Eppure, negli anni ’90, il rock alternativo trovò terreno fertile persino in Italia. Erano molte le band nostrane impegnate a cavalcare quell’onda musicale non convenzionale. Sfortunatamente, fu una breve parentesi, un sogno ad occhi aperti.
Nel frattempo, lo sviluppo bulimico della tecnologia (che invece nel futuro ci stava andando sul serio e con cognizione di causa) iniziò ad offrire distrazioni di massa sempre più efficienti e all’avanguardia: i nuovi sistemi operativi Microsoft Windows, la PlayStation, il Tamagotchi, il CD-ROM, i cellulari di prima generazione, Internet e Google.
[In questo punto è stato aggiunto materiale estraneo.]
use super::*;

use ratatui::widgets::{Cell, Row, Table};

use crate::message_format::{job_state_style, truncate};

pub(super) fn render_jobs(frame: &mut Frame, app: &mut App, area: Rect) {
    // Layout: summary cards, table
    let chunks = Layout::vertical([
        Constraint::Length(3), // Summary
        Constraint::Min(3),    // Table
    ])
    .split(area);

    render_summary(frame, app, chunks[0]);
    render_table(frame, app, chunks[1]);
}

fn render_summary(frame: &mut Frame, app: &App, area: Rect) {
    let summary = app.dashboard.jobs().summary();
    let cards = [
        ("Total", summary.total, Color::White),
        ("Pending", summary.pending, Color::Yellow),
        ("Running", summary.in_progress, Color::Cyan),
        ("Completed", summary.completed, Color::Green),
        ("Failed", summary.failed, Color::Red),
        ("Stuck", summary.stuck, Color::Magenta),
    ];
    let slots = Layout::horizontal([Constraint::Ratio(1, cards.len() as u32); 6]).split(area);

    for ((label, count, color), slot) in cards.into_iter().zip(slots.iter()) {
        let card = Paragraph::new(Line::from(vec![
            Span::styled(count.to_string(), Style::default().fg(color).bold()),
            Span::styled(format!(" {}", label), Style::default().fg(Color::DarkGray)),
        ]))
        .alignment(ratatui::layout::Alignment::Center)
        .block(
            Block::default()
                .borders(Borders::ALL)
                .border_type(BorderType::Rounded)
                .border_style(Style::default().fg(SEPARATOR_COLOR)),
        );
        frame.render_widget(card, *slot);
    }
}

fn render_table(frame: &mut Frame, app: &mut App, area: Rect) {
    let header_cells = ["ID", "Title", "State", "Created"]
        .into_iter()
        .map(|h| Cell::from(h).style(Style::default().fg(Color::Yellow).bold()));
    let header = Row::new(header_cells).height(1);

    let jobs = app.dashboard.jobs();
    let rows: Vec<Row> = jobs
        .jobs()
        .iter()
        .map(|job| {
            Row::new([
                Cell::from(job.short_id().to_string()).style(Style::default().fg(Color::DarkGray)),
                Cell::from(truncate(&job.title, 60)),
                Cell::from(job.state.clone()).style(job_state_style(&job.state)),
                Cell::from(job.created_display()),
            ])
        })
        .collect();

    let title = if jobs.is_loading() && !jobs.is_loaded() {
        " Jobs (loading...) ".to_string()
    } else {
        format!(" Jobs ({}) ", jobs.jobs().len())
    };

    let widths = [
        Constraint::Length(10), // ID
        Constraint::Fill(1),    // Title (flexible)
        Constraint::Length(12), // State
        Constraint::Length(20), // Created
    ];

    let table = Table::new(rows, widths)
        .header(header)
        .block(panel(title, BORDER_INFO))
        .row_highlight_style(
            Style::default()
                .add_modifier(Modifier::REVERSED)
                .fg(Color::Cyan),
        )
        .highlight_symbol("▶ ");

    frame.render_stateful_widget(table, area, &mut app.jobs_state);
}
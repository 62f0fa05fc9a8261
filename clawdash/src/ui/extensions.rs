use super::*;

use ratatui::widgets::{Cell, Row, Table};

use crate::message_format::truncate;

pub(super) fn render_extensions(frame: &mut Frame, app: &mut App, area: Rect) {
    // Layout: installed extensions, registered tools
    let chunks = Layout::vertical([Constraint::Percentage(50), Constraint::Percentage(50)])
        .split(area);

    render_extension_table(frame, app, chunks[0]);
    render_tool_table(frame, app, chunks[1]);
}

fn yes_no(flag: bool) -> Cell<'static> {
    if flag {
        Cell::from("yes").style(Style::default().fg(Color::Green))
    } else {
        Cell::from("no").style(Style::default().fg(Color::DarkGray))
    }
}

fn render_extension_table(frame: &mut Frame, app: &mut App, area: Rect) {
    let header_cells = ["Name", "Kind", "Active", "Auth", "Tools", "Description"]
        .into_iter()
        .map(|h| Cell::from(h).style(Style::default().fg(Color::Yellow).bold()));
    let header = Row::new(header_cells).height(1);

    let extensions = app.dashboard.extensions().extensions();
    let rows: Vec<Row> = extensions
        .iter()
        .map(|ext| {
            Row::new([
                Cell::from(ext.name.clone()).style(Style::default().bold()),
                Cell::from(ext.kind.clone()).style(Style::default().fg(LABEL_COLOR)),
                yes_no(ext.active),
                yes_no(ext.authenticated),
                Cell::from(ext.tools.len().to_string()),
                Cell::from(truncate(ext.description.as_deref().unwrap_or(""), 80))
                    .style(Style::default().fg(Color::DarkGray)),
            ])
        })
        .collect();
    let title = format!(" Extensions ({}) ", extensions.len());

    let widths = [
        Constraint::Length(20), // Name
        Constraint::Length(10), // Kind
        Constraint::Length(7),  // Active
        Constraint::Length(5),  // Auth
        Constraint::Length(6),  // Tools
        Constraint::Fill(1),    // Description
    ];

    let table = Table::new(rows, widths)
        .header(header)
        .block(panel(title, BORDER_INFO))
        .row_highlight_style(
            Style::default()
                .add_modifier(Modifier::REVERSED)
                .fg(Color::Cyan),
        )
        .highlight_symbol("▶ ");

    frame.render_stateful_widget(table, area, &mut app.extensions_state);
}

fn render_tool_table(frame: &mut Frame, app: &App, area: Rect) {
    let header_cells = ["Tool", "Description"]
        .into_iter()
        .map(|h| Cell::from(h).style(Style::default().fg(Color::Yellow).bold()));
    let header = Row::new(header_cells).height(1);

    let tools = app.dashboard.extensions().tools();
    let rows: Vec<Row> = tools
        .iter()
        .map(|tool| {
            Row::new([
                Cell::from(tool.name.clone()).style(Style::default().fg(Color::Cyan)),
                Cell::from(tool.description.clone()).style(Style::default().fg(Color::DarkGray)),
            ])
        })
        .collect();

    let widths = [Constraint::Length(28), Constraint::Fill(1)];
    let table = Table::new(rows, widths)
        .header(header)
        .block(panel(format!(" Tools ({}) ", tools.len()), SEPARATOR_COLOR));
    frame.render_widget(table, area);
}
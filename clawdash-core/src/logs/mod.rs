//! Live gateway logs
//!
//! [`LogBuffer`] keeps a bounded window of records from the log channel and
//! [`LogFilter`] decides which of them are shown. Filtering never changes
//! which records are retained.

mod buffer;
mod filter;

pub use buffer::{LogBuffer, LogEntry, DEFAULT_CAPACITY};
pub use filter::{LevelFilter, LogFilter};
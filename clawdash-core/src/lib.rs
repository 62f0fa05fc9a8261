//! # clawdash-core
//!
//! Client runtime for an operator dashboard attached to an agent gateway.
//!
//! This library provides:
//! - Two server-push event channels (chat and logs) with automatic reconnect
//! - The chat transcript with its approval gate and status line
//! - A bounded log buffer with pause and level/target filters
//! - A lazily loaded memory tree with debounced search
//! - Jobs and extensions panel state
//! - The REST client, configuration and logging infrastructure
//!
//! ## Architecture
//!
//! State and effects are kept apart:
//! - **[`Dashboard`]** owns all state. User actions and async completions
//!   mutate it on one thread and yield [`Command`]s.
//! - **[`Session`]** executes commands on a tokio runtime and reports each
//!   outcome as an [`Update`] on an unbounded channel.
//!
//! ## Example
//!
//! ```rust,no_run
//! use clawdash_core::{Config, Dashboard, GatewayClient, Session};
//!
//! let config = Config::load().expect("failed to load config");
//! let token = config.resolve_token(None).expect("no token configured");
//! let client = GatewayClient::new(&config.gateway, &token).expect("bad gateway config");
//!
//! let runtime = tokio::runtime::Runtime::new().expect("failed to start runtime");
//! let (mut session, mut updates) =
//!     Session::new(client, config.gateway.reconnect_delay(), runtime.handle().clone());
//!
//! let mut dashboard = Dashboard::new(&config);
//! session.execute_all(dashboard.start());
//! while let Some(update) = updates.blocking_recv() {
//!     if let Some(update) = session.admit(update) {
//!         let commands = dashboard.apply(update);
//!         session.execute_all(commands);
//!     }
//! }
//! ```

// Re-export commonly used items at the crate root
pub use api::GatewayClient;
pub use channel::{ConnectionState, EventChannel};
pub use command::{Command, ExtensionAction, SendPurpose, Update};
pub use config::Config;
pub use dashboard::Dashboard;
pub use error::{Error, Result};
pub use events::{ChannelKind, ChatEvent, ServerEvent};
pub use runtime::Session;
pub use types::*;

// Public modules
pub mod api;
pub mod channel;
pub mod command;
pub mod config;
pub mod dashboard;
pub mod error;
pub mod events;
pub mod extensions;
pub mod jobs;
pub mod logging;
pub mod logs;
pub mod memory;
pub mod runtime;
pub mod sse;
pub mod transcript;
pub mod types;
Di conseguenza, tale progresso mise in discussione la vecchia concezione del mondo del lavoro, proiettando arti e mestieri verso profili più dinamici dove le macchine, ben presto, avrebbero preso il posto degli esseri umani. Era, forse, questo il futuro utopico disegnato dai Kraftwerk?
Al contempo, i mercati finanziari stavano registrando un aumento esponenziale del debito pubblico, cosicché le certezze a livello economico ed occupazionale cominciarono a vacillare, incrementando gli episodi di microcriminalità.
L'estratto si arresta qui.